Госпожа Дерош ушла в свою комнату весьма неохотно и даже хотела подслушать беседу молодых людей, но Элен, заподозрившая подвох, сама затворила дверь в коридор и заложила ее на засов.
— Вот и вы, друг мой, — сказала она, — я вас ждала и эту ночь не спала.
— И я тоже, Элен, но позвольте мне полюбоваться вашим великолепием. Элен улыбнулась.
— Прежде всего вами, шелковым платьем, прической… Как вы прекрасны, Элен!
— Вы, кажется, этим недовольны? Гастон не ответил, он продолжал осмотр:
— Драпировки богатые, картины ценные, на карнизах золото и серебро… Так ваши покровители, кажется, богаты, Элен?
— Я так думаю, — сказала девушка, улыбаясь, — и мне сказали, что и обивка и позолота, которые так вам нравятся, как и мне, уже стары, вышли из моды и что их заменят более красивыми.
— Я вижу, что скоро Элен станет— знатной и богатой дамой, — сказал Гастон, силясь улыбнуться, — она уже заставляет меня ждать приема.
— Дорогой друг, а когда там, на нашем озере, вы часами ждали в лодке, разве это было не то же самое?
— Тогда вы были в монастыре, и я ждал соизволения матери-аббатисы.
— Это святое звание, не так ли? -Ода!
— Оно внушает вам доверие, обязывает к уважению и послушанию?
— Без сомнения.
— Ну так судите сами, какова моя радость, мой друг: здесь
я обрела то же покровительство, ту же любовь, но более сильную, прочную и долговечную.

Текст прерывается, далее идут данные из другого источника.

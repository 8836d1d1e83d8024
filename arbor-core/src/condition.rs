//! Transition guard predicates.

use crate::context::{objective_key, quest_status_key, relationship_key, Context, Scope};
use crate::guard::GuardExpr;
use crate::value::{CompareOp, Value};
use crate::CoreError;
use serde_json::json;
use std::fmt;
use std::sync::Arc;

pub const TAG_BOOLEAN: &str = "boolean";
pub const TAG_VARIABLE: &str = "variable";
pub const TAG_INPUT: &str = "input";
pub const TAG_EXPRESSION: &str = "expression";
pub const TAG_OBJECTIVE_COMPLETE: &str = "objective_complete";
pub const TAG_RELATIONSHIP: &str = "relationship";
pub const TAG_QUEST_STATUS: &str = "quest_status";

/// Host-provided condition behaviour, registered under its own tag.
pub trait ConditionExtension: fmt::Debug + Send + Sync {
    fn tag(&self) -> &str;

    fn evaluate(&self, ctx: &Context) -> bool;

    fn describe(&self) -> String {
        self.tag().to_string()
    }

    /// Parameters written to save files; fed back to the registered factory on load.
    fn params(&self) -> serde_json::Value {
        serde_json::Value::Null
    }
}

#[derive(Debug, Clone)]
pub enum ConditionKind {
    Boolean(bool),
    VariableCompare {
        name: String,
        scope: Scope,
        op: CompareOp,
        value: Value,
    },
    InputMatch {
        input: String,
    },
    Expression {
        source: String,
        expr: GuardExpr,
    },
    ObjectiveComplete {
        quest: String,
        objective: String,
    },
    RelationshipThreshold {
        npc: String,
        op: CompareOp,
        level: Value,
    },
    QuestStatus {
        quest: String,
        status: String,
    },
    Extension(Arc<dyn ConditionExtension>),
    /// Produced on load for a tag nobody registered. Never satisfied.
    Unknown {
        tag: String,
        params: serde_json::Value,
    },
}

impl ConditionKind {
    pub fn tag(&self) -> &str {
        match self {
            ConditionKind::Boolean(_) => TAG_BOOLEAN,
            ConditionKind::VariableCompare { .. } => TAG_VARIABLE,
            ConditionKind::InputMatch { .. } => TAG_INPUT,
            ConditionKind::Expression { .. } => TAG_EXPRESSION,
            ConditionKind::ObjectiveComplete { .. } => TAG_OBJECTIVE_COMPLETE,
            ConditionKind::RelationshipThreshold { .. } => TAG_RELATIONSHIP,
            ConditionKind::QuestStatus { .. } => TAG_QUEST_STATUS,
            ConditionKind::Extension(ext) => ext.tag(),
            ConditionKind::Unknown { tag, .. } => tag,
        }
    }

    pub fn params(&self) -> serde_json::Value {
        match self {
            ConditionKind::Boolean(value) => json!({ "value": value }),
            ConditionKind::VariableCompare {
                name,
                scope,
                op,
                value,
            } => json!({ "name": name, "scope": scope, "op": op, "value": value }),
            ConditionKind::InputMatch { input } => json!({ "input": input }),
            ConditionKind::Expression { source, .. } => json!({ "expr": source }),
            ConditionKind::ObjectiveComplete { quest, objective } => {
                json!({ "quest": quest, "objective": objective })
            }
            ConditionKind::RelationshipThreshold { npc, op, level } => {
                json!({ "npc": npc, "op": op, "level": level })
            }
            ConditionKind::QuestStatus { quest, status } => {
                json!({ "quest": quest, "status": status })
            }
            ConditionKind::Extension(ext) => ext.params(),
            ConditionKind::Unknown { params, .. } => params.clone(),
        }
    }

    pub fn describe(&self) -> String {
        match self {
            ConditionKind::Boolean(value) => format!("always {}", value),
            ConditionKind::VariableCompare {
                name,
                scope,
                op,
                value,
            } => format!("{}.{} {} {}", scope.as_str(), name, op.symbol(), value),
            ConditionKind::InputMatch { input } => format!("input is \"{}\"", input),
            ConditionKind::Expression { source, .. } => source.clone(),
            ConditionKind::ObjectiveComplete { quest, objective } => {
                format!("objective '{}' of quest '{}' complete", objective, quest)
            }
            ConditionKind::RelationshipThreshold { npc, op, level } => {
                format!("relationship with {} {} {}", npc, op.symbol(), level)
            }
            ConditionKind::QuestStatus { quest, status } => {
                format!("quest '{}' is {}", quest, status)
            }
            ConditionKind::Extension(ext) => ext.describe(),
            ConditionKind::Unknown { tag, .. } => format!("unknown condition '{}'", tag),
        }
    }

    /// Raw predicate before inversion; absent variables yield `false`.
    fn check(&self, ctx: &Context) -> bool {
        match self {
            ConditionKind::Boolean(value) => *value,
            ConditionKind::VariableCompare {
                name,
                scope,
                op,
                value,
            } => ctx
                .lookup(*scope, name)
                .map(|current| op.apply(current, value))
                .unwrap_or(false),
            ConditionKind::InputMatch { input } => ctx.input == *input,
            ConditionKind::Expression { expr, .. } => expr.evaluate(ctx),
            ConditionKind::ObjectiveComplete { quest, objective } => ctx
                .get_var(&objective_key(quest, objective))
                .map(Value::is_truthy)
                .unwrap_or(false),
            ConditionKind::RelationshipThreshold { npc, op, level } => ctx
                .get_var(&relationship_key(npc))
                .map(|current| current.is_numeric() && op.apply(current, level))
                .unwrap_or(false),
            ConditionKind::QuestStatus { quest, status } => ctx
                .get_var(&quest_status_key(quest))
                .and_then(Value::as_str)
                .map(|current| current == status)
                .unwrap_or(false),
            ConditionKind::Extension(ext) => ext.evaluate(ctx),
            ConditionKind::Unknown { .. } => false,
        }
    }
}

/// A single predicate in a transition's guard conjunction.
#[derive(Debug, Clone)]
pub struct Condition {
    pub id: String,
    pub name: String,
    pub inverted: bool,
    pub kind: ConditionKind,
}

impl Condition {
    pub fn new(kind: ConditionKind) -> Self {
        Self {
            id: uuid::Uuid::new_v4().to_string(),
            name: kind.tag().to_string(),
            inverted: false,
            kind,
        }
    }

    pub fn boolean(value: bool) -> Self {
        Self::new(ConditionKind::Boolean(value))
    }

    pub fn input(input: impl Into<String>) -> Self {
        Self::new(ConditionKind::InputMatch {
            input: input.into(),
        })
    }

    pub fn variable(scope: Scope, name: impl Into<String>, op: CompareOp, value: impl Into<Value>) -> Self {
        Self::new(ConditionKind::VariableCompare {
            name: name.into(),
            scope,
            op,
            value: value.into(),
        })
    }

    pub fn expression(source: &str) -> Result<Self, CoreError> {
        let expr = GuardExpr::parse(source)?;
        Ok(Self::new(ConditionKind::Expression {
            source: source.to_string(),
            expr,
        }))
    }

    pub fn objective_complete(quest: impl Into<String>, objective: impl Into<String>) -> Self {
        Self::new(ConditionKind::ObjectiveComplete {
            quest: quest.into(),
            objective: objective.into(),
        })
    }

    pub fn relationship(npc: impl Into<String>, op: CompareOp, level: impl Into<Value>) -> Self {
        Self::new(ConditionKind::RelationshipThreshold {
            npc: npc.into(),
            op,
            level: level.into(),
        })
    }

    pub fn quest_status(quest: impl Into<String>, status: impl Into<String>) -> Self {
        Self::new(ConditionKind::QuestStatus {
            quest: quest.into(),
            status: status.into(),
        })
    }

    pub fn extension(ext: Arc<dyn ConditionExtension>) -> Self {
        Self::new(ConditionKind::Extension(ext))
    }

    pub fn named(mut self, name: impl Into<String>) -> Self {
        self.name = name.into();
        self
    }

    pub fn invert(mut self) -> Self {
        self.inverted = !self.inverted;
        self
    }

    pub fn tag(&self) -> &str {
        self.kind.tag()
    }

    pub fn describe(&self) -> String {
        if self.inverted {
            format!("not ({})", self.kind.describe())
        } else {
            self.kind.describe()
        }
    }

    /// Evaluates the predicate, applying inversion. Unknown conditions are
    /// false whether inverted or not.
    pub fn evaluate(&self, ctx: &Context) -> bool {
        if matches!(self.kind, ConditionKind::Unknown { .. }) {
            return false;
        }
        self.kind.check(ctx) != self.inverted
    }
}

— Как! — удивленно воскликнул Гастонг.
— Я обрела…
— Говорите, во имя Неба!
— …своего отца!
— Вашего отца?.. Ах, дорогая Элен, я счастлив и разделяю вашу радость. Какое счастье! Отец, который будет печься о моей подруге, о моей жене!
— Да, но издали.
— Как? Он с вами расстается?
— Увы! Свет, по-видимому, вынуждает нас расстаться.
— Это тайна?
— Даже для меня, вы же понимаете, что, будь это иначе, вы бы уже все знали. От вас у меня нет тайн, Гастон.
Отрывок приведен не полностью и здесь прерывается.